■ Dataset items
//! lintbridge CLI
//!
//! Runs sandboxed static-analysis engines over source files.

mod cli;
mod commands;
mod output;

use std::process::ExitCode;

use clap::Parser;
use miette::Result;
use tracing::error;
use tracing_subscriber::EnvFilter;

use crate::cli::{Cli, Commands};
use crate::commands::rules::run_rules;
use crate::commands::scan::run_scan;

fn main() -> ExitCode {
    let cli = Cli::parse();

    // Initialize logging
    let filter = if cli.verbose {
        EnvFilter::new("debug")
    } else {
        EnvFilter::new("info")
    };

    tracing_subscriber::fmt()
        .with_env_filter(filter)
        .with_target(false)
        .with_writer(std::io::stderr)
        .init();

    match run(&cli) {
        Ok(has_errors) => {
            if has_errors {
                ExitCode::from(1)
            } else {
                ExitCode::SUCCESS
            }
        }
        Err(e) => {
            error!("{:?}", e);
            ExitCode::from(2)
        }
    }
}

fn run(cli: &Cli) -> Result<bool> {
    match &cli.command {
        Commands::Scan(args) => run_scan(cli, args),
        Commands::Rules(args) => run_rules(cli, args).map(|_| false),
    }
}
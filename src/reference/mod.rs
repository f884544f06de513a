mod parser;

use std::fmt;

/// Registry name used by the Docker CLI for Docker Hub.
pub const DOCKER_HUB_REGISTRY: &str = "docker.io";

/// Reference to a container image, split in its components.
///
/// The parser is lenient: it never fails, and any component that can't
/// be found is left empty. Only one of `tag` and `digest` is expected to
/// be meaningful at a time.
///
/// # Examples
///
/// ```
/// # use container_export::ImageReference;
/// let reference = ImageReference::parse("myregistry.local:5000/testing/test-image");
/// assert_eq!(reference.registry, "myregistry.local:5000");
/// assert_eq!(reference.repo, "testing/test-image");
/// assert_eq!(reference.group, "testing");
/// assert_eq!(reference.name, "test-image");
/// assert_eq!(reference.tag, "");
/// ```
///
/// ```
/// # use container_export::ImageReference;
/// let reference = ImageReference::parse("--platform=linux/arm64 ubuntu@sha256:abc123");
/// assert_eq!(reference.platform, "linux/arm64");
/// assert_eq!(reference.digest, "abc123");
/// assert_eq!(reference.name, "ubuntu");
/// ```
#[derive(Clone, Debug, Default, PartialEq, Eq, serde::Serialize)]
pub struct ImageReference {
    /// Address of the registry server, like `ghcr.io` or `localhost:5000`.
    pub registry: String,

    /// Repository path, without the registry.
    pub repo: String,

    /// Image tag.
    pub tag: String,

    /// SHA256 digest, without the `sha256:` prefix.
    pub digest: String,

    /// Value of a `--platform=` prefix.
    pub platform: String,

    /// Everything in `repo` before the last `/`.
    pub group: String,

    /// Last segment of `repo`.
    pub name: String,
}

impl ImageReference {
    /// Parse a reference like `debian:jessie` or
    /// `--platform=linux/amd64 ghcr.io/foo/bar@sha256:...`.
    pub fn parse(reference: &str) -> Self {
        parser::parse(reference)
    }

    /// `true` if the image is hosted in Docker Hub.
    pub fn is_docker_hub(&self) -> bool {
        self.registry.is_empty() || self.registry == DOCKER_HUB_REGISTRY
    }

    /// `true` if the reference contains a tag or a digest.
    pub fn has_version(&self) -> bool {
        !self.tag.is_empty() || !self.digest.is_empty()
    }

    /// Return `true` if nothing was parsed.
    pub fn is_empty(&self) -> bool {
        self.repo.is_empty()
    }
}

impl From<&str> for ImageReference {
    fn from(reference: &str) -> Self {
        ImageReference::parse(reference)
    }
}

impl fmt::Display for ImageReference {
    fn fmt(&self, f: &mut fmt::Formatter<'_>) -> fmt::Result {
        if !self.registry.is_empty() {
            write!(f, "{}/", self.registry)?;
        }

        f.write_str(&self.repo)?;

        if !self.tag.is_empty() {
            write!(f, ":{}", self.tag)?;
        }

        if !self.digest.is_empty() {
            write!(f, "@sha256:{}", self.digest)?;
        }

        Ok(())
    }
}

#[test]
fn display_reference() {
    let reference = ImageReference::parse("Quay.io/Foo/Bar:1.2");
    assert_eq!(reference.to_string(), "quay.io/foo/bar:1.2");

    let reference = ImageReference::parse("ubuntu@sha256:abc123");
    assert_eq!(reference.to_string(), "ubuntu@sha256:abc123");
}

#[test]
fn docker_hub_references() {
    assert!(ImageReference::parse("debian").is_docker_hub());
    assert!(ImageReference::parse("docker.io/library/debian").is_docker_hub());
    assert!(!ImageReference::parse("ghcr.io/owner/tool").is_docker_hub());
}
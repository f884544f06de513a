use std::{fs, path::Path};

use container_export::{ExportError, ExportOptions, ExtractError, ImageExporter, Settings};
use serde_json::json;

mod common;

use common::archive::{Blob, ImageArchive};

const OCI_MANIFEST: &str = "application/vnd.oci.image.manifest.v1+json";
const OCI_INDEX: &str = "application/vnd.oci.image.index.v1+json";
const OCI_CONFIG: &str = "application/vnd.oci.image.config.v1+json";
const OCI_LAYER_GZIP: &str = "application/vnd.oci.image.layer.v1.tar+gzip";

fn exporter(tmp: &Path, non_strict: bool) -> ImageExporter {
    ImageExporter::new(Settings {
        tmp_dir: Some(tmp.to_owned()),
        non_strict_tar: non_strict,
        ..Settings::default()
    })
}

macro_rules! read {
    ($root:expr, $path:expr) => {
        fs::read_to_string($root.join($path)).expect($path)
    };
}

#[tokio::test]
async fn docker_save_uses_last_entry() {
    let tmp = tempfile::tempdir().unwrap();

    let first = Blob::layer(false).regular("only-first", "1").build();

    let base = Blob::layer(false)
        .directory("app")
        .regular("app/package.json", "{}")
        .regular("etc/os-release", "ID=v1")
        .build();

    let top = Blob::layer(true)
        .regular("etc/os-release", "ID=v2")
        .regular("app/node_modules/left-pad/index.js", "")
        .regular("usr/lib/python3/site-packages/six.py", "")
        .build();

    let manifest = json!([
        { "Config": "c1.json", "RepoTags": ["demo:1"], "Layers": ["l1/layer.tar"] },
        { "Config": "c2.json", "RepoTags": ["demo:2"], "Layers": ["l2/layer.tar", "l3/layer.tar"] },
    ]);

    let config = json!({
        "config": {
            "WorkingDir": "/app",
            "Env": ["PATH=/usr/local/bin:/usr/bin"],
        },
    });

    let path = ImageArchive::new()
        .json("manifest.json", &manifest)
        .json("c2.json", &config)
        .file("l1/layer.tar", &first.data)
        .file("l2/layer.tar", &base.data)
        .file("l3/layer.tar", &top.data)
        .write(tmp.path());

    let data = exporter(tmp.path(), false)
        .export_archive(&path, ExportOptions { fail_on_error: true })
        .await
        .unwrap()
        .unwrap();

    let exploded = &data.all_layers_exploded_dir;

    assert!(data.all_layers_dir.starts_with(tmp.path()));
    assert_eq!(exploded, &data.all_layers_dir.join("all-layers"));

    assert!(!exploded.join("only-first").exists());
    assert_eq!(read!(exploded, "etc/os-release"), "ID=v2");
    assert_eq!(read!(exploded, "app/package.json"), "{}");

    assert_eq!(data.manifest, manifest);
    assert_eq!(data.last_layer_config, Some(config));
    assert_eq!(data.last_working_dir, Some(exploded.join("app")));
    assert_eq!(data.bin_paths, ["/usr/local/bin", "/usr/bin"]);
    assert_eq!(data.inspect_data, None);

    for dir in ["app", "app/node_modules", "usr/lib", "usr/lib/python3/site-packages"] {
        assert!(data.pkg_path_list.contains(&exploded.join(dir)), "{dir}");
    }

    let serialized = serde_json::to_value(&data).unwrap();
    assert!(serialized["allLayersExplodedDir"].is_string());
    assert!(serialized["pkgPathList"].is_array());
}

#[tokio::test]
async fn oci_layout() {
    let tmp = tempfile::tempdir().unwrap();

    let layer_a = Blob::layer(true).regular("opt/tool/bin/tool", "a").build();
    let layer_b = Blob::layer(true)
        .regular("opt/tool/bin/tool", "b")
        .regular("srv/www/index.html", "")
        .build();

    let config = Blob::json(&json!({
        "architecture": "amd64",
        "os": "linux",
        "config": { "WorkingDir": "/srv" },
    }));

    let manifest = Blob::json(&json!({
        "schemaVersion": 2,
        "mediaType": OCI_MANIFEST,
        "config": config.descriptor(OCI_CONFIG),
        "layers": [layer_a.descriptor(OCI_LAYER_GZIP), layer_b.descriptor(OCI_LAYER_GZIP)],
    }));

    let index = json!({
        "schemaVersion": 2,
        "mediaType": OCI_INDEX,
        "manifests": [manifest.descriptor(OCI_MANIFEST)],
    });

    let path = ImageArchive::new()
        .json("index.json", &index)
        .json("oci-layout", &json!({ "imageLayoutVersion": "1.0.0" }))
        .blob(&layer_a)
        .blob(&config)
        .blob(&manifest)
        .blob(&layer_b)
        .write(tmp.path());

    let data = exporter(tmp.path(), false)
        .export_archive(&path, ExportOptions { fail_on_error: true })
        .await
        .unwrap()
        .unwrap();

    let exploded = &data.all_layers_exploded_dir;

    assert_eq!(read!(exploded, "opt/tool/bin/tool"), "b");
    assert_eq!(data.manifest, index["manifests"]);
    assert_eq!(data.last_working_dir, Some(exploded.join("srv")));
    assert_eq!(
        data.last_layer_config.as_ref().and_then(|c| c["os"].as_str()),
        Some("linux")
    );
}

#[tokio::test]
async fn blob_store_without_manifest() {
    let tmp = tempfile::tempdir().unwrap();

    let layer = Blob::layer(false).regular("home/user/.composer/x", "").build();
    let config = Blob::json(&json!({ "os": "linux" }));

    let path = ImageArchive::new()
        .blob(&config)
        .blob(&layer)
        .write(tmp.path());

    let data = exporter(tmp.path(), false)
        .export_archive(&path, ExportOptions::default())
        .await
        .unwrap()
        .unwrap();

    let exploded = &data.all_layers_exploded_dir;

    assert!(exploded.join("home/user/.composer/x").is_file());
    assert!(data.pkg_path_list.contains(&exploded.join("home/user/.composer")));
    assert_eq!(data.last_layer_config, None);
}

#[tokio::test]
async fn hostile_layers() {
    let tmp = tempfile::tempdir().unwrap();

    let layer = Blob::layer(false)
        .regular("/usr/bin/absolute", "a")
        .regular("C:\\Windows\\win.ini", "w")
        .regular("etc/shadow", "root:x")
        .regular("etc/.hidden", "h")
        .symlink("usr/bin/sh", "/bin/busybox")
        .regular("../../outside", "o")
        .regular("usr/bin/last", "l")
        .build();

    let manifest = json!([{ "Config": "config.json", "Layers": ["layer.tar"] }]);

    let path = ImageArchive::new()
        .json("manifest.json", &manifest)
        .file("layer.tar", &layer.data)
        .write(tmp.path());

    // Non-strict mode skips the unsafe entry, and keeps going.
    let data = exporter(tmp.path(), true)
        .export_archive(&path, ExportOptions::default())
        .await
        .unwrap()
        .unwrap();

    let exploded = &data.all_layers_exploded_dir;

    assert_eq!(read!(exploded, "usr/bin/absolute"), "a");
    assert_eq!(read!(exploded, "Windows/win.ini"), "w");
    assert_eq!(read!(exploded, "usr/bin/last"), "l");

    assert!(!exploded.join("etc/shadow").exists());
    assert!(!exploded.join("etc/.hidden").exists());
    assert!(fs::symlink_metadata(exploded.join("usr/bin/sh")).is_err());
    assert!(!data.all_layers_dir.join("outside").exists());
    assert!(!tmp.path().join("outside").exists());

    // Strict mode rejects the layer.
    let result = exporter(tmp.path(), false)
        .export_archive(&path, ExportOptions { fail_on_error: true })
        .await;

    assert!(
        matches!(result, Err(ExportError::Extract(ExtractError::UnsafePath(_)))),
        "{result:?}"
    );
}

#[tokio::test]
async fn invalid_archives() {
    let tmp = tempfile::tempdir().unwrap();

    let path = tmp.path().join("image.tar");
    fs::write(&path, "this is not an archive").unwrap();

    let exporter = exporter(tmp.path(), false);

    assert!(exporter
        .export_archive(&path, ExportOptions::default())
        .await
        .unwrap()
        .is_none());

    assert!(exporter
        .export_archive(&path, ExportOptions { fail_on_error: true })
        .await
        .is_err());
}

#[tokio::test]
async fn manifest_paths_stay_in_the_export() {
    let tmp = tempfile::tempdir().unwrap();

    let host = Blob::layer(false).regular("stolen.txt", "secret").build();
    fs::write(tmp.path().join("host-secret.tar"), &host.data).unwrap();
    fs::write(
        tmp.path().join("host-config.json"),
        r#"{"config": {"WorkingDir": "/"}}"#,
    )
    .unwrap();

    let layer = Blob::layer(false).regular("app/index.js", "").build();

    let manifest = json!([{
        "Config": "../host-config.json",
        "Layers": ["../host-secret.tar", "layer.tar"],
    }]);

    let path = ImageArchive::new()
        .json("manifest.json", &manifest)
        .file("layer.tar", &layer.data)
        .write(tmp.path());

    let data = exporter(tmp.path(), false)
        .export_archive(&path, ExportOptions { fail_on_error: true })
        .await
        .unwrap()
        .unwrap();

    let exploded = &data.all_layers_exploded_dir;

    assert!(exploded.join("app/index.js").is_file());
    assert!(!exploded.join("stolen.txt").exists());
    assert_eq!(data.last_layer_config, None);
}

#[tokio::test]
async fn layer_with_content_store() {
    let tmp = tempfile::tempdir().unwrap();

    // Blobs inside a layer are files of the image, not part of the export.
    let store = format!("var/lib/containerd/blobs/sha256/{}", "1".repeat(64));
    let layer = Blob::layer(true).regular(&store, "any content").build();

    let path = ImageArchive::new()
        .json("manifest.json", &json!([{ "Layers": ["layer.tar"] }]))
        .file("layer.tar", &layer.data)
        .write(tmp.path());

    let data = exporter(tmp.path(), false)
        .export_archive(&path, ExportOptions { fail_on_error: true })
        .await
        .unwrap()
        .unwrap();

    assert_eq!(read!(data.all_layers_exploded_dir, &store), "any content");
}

■ Exercise objective
Only the number is wanted: count the lines of the records that hold the word "left".

■ Completed exercise
2